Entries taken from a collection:

BEGIN

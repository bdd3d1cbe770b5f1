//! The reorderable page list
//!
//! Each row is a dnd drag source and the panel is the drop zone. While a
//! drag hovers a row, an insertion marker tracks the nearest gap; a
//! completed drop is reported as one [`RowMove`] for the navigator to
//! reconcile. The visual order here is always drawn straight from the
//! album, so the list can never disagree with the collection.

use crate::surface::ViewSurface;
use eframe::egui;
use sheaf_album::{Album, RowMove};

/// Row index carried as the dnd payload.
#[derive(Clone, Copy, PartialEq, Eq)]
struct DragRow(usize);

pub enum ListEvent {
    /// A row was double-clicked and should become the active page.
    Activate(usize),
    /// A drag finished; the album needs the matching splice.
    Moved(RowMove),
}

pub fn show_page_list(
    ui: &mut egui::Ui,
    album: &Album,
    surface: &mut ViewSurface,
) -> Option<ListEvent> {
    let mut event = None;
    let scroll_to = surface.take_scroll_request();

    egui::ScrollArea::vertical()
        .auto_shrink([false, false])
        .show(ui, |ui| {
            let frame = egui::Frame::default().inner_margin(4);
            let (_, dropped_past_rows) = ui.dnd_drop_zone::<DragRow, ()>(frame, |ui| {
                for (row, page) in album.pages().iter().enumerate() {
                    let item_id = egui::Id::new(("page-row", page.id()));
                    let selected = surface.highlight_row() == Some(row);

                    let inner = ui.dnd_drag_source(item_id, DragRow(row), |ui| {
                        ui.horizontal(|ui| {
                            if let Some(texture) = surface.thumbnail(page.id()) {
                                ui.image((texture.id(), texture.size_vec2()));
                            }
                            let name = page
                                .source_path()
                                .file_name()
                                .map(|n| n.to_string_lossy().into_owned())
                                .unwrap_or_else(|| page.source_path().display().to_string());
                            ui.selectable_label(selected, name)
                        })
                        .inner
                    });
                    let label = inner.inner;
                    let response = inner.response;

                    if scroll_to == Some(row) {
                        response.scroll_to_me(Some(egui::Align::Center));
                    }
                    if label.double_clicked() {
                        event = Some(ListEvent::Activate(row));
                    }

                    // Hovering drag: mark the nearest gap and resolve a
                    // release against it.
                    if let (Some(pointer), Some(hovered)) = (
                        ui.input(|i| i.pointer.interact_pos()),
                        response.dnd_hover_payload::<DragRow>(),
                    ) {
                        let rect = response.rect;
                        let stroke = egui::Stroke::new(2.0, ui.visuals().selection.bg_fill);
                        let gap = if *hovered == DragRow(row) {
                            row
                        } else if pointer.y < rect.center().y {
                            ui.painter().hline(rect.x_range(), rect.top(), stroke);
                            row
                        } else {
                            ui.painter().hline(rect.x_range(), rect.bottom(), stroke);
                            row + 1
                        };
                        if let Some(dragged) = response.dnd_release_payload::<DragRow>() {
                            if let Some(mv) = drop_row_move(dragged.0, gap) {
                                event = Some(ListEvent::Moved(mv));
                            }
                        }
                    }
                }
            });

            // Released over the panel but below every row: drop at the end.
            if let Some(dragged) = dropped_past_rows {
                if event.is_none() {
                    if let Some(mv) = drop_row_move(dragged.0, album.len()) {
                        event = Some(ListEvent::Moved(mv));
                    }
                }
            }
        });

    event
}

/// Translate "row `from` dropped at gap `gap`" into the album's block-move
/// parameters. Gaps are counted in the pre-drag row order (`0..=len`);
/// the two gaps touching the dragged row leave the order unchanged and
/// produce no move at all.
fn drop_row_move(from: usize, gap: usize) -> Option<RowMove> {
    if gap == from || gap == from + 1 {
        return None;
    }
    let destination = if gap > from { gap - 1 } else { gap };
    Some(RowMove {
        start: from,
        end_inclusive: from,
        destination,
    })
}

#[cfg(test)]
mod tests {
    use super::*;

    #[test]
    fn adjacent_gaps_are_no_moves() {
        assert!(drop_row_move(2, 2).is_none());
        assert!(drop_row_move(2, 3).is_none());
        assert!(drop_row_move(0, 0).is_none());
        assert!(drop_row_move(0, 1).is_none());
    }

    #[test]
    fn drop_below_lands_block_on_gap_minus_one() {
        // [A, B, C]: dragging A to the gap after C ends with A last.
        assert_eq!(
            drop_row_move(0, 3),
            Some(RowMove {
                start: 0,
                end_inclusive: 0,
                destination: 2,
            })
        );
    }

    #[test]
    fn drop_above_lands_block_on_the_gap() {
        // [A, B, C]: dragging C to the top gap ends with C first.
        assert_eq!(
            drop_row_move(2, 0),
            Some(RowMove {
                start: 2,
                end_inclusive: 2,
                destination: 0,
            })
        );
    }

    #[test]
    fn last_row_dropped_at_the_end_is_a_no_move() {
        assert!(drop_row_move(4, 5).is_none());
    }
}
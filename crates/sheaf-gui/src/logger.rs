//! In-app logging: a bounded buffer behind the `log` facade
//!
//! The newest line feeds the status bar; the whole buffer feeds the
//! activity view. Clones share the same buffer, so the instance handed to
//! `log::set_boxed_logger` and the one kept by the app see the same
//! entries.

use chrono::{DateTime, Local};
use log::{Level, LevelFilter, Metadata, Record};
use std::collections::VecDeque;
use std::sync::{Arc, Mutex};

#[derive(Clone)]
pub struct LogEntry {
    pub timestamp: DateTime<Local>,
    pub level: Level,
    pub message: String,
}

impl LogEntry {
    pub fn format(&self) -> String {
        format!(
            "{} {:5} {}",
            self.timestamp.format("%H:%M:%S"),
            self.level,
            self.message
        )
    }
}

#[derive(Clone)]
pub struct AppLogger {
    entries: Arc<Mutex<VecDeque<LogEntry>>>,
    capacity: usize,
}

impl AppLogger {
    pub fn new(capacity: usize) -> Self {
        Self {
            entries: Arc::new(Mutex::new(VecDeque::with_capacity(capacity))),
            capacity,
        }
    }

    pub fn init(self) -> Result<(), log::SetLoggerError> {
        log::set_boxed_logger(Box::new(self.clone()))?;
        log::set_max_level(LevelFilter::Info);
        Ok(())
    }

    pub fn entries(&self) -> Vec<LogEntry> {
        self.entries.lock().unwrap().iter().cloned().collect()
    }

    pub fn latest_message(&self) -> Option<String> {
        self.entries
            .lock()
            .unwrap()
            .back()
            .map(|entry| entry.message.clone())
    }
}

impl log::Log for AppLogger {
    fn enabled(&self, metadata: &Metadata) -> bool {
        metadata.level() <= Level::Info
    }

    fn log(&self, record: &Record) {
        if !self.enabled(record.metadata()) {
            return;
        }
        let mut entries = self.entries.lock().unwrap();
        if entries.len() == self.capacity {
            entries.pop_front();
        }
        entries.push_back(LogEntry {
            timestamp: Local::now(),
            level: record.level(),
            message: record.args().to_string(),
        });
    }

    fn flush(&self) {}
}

END
BEGIN

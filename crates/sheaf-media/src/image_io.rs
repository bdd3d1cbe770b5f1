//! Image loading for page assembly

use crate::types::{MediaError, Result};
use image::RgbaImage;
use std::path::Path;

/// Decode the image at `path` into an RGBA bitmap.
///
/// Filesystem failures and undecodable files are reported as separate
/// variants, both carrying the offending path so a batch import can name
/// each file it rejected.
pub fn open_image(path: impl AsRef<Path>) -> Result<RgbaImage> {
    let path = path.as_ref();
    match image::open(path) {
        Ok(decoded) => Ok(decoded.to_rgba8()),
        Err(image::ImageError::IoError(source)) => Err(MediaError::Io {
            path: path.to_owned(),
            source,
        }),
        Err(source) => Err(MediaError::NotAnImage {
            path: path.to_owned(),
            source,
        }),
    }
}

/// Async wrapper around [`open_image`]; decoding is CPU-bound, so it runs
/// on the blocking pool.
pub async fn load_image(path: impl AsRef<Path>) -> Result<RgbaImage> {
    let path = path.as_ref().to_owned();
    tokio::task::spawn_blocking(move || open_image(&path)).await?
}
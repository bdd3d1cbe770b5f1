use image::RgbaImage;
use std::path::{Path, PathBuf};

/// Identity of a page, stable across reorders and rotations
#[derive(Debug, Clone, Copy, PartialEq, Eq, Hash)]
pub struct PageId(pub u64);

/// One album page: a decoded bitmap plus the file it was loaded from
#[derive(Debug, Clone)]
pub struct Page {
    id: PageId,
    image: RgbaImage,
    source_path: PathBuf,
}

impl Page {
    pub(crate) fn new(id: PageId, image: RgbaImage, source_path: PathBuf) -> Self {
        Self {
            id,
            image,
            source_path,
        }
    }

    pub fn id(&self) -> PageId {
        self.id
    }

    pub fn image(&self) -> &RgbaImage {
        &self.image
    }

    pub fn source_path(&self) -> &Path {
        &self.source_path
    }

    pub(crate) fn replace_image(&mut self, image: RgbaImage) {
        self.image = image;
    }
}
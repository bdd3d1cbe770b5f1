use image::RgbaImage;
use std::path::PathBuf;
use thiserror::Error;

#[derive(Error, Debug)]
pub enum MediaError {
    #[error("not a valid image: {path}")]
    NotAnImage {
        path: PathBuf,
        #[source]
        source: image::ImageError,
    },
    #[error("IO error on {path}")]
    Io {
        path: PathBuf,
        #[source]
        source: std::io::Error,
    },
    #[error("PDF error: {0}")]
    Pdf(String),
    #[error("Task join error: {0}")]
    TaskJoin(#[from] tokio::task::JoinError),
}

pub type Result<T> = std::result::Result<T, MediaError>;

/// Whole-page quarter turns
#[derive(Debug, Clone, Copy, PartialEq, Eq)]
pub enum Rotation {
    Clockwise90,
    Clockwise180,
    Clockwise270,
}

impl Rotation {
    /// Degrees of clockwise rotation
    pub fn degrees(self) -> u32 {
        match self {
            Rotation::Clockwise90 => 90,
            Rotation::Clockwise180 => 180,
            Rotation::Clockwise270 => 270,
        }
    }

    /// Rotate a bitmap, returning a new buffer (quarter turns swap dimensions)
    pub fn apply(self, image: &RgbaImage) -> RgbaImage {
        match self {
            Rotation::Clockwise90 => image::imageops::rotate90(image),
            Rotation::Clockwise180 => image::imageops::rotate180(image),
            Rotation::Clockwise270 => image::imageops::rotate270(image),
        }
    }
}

END

__BRIEF__. Filter the data for the string "rect". Copy each matching line.

__COMPLETED EXERCISE__.
                        let rect = response.rect;
                        } else if pointer.y < rect.center().y {
                            ui.painter().hline(rect.x_range(), rect.top(), stroke);
                            ui.painter().hline(rect.x_range(), rect.bottom(), stroke);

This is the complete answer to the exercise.